Stored data
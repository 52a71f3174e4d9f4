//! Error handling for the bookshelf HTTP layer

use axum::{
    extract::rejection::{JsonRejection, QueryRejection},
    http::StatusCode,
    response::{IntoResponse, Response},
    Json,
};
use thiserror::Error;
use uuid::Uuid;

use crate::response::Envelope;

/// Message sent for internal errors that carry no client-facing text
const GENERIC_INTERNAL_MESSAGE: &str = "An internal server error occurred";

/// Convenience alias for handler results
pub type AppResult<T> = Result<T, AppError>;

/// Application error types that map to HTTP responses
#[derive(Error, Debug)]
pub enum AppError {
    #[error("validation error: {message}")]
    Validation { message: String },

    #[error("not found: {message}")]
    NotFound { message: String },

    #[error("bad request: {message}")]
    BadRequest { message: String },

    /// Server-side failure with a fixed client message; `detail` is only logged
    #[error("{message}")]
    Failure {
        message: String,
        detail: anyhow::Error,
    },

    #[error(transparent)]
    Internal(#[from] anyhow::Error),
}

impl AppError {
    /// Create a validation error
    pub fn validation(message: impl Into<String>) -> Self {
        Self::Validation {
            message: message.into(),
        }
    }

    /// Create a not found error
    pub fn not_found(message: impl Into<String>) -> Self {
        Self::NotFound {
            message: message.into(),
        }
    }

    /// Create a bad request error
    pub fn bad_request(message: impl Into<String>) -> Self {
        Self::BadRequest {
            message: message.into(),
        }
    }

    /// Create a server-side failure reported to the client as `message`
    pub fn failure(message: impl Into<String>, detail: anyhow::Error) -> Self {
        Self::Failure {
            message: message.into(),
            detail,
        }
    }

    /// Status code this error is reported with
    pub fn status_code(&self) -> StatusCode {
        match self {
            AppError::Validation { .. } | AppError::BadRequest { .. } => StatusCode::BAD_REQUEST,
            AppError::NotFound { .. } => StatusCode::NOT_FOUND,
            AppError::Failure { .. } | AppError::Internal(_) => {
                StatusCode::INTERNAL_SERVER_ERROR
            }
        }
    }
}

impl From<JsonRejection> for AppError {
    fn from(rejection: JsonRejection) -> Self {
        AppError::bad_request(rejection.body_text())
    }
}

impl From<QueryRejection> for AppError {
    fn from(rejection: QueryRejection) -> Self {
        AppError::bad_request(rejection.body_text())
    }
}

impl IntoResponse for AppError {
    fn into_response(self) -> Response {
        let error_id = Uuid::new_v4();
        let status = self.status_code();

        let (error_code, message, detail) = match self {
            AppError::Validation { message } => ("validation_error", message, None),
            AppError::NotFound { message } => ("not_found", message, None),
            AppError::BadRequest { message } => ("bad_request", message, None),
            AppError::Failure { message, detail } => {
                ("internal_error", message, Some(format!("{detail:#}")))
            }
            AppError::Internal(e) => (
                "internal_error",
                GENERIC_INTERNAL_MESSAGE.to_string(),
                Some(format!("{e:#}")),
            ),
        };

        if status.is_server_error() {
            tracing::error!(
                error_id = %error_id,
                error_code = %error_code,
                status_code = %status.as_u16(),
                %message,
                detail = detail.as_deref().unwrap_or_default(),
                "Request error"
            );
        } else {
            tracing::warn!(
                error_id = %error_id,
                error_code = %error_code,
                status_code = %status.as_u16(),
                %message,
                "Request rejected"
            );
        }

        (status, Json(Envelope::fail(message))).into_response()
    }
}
--
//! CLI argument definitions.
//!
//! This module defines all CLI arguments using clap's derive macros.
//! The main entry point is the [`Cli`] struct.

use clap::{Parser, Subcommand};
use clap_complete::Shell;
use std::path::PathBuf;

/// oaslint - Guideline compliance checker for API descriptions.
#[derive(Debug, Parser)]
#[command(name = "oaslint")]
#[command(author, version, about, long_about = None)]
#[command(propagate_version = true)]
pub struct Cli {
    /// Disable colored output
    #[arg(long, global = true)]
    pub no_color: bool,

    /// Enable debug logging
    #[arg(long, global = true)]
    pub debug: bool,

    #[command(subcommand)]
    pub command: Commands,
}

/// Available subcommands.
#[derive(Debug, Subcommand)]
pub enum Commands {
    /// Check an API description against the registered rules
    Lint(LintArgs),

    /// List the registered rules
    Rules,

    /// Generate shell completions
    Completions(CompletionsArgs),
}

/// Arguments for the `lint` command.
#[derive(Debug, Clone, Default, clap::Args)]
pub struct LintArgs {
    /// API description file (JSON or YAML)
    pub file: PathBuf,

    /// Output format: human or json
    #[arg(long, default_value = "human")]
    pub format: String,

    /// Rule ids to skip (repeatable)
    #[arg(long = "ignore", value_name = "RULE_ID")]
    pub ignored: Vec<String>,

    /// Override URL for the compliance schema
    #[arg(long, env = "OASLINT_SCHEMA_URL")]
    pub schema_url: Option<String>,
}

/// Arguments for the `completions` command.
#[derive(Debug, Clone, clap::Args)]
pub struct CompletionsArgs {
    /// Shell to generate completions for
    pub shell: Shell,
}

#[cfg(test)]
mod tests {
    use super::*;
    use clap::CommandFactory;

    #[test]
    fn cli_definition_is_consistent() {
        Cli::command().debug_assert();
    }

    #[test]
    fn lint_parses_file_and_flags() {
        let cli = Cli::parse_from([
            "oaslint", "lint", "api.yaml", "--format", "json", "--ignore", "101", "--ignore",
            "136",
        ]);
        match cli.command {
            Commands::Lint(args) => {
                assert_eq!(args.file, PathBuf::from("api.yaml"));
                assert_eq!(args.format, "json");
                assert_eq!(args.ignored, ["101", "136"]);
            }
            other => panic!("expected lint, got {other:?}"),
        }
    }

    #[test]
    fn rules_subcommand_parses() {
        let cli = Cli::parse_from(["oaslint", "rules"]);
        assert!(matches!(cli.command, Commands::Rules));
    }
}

* _AIM OF THE EXERCISE_
Retype exactly the lines of the data above that fall between the line with "repository 52a71f3174e4d9f4" and the line with "use crate::response::Envelope;", inclusive, and add nothing.

* _RESPONSE_
repository 52a71f3174e4d9f4
//! Error handling for the bookshelf HTTP layer

use axum::{
    extract::rejection::{JsonRejection, QueryRejection},
    http::StatusCode,
    response::{IntoResponse, Response},
    Json,
};
use thiserror::Error;
use uuid::Uuid;

use crate::response::Envelope;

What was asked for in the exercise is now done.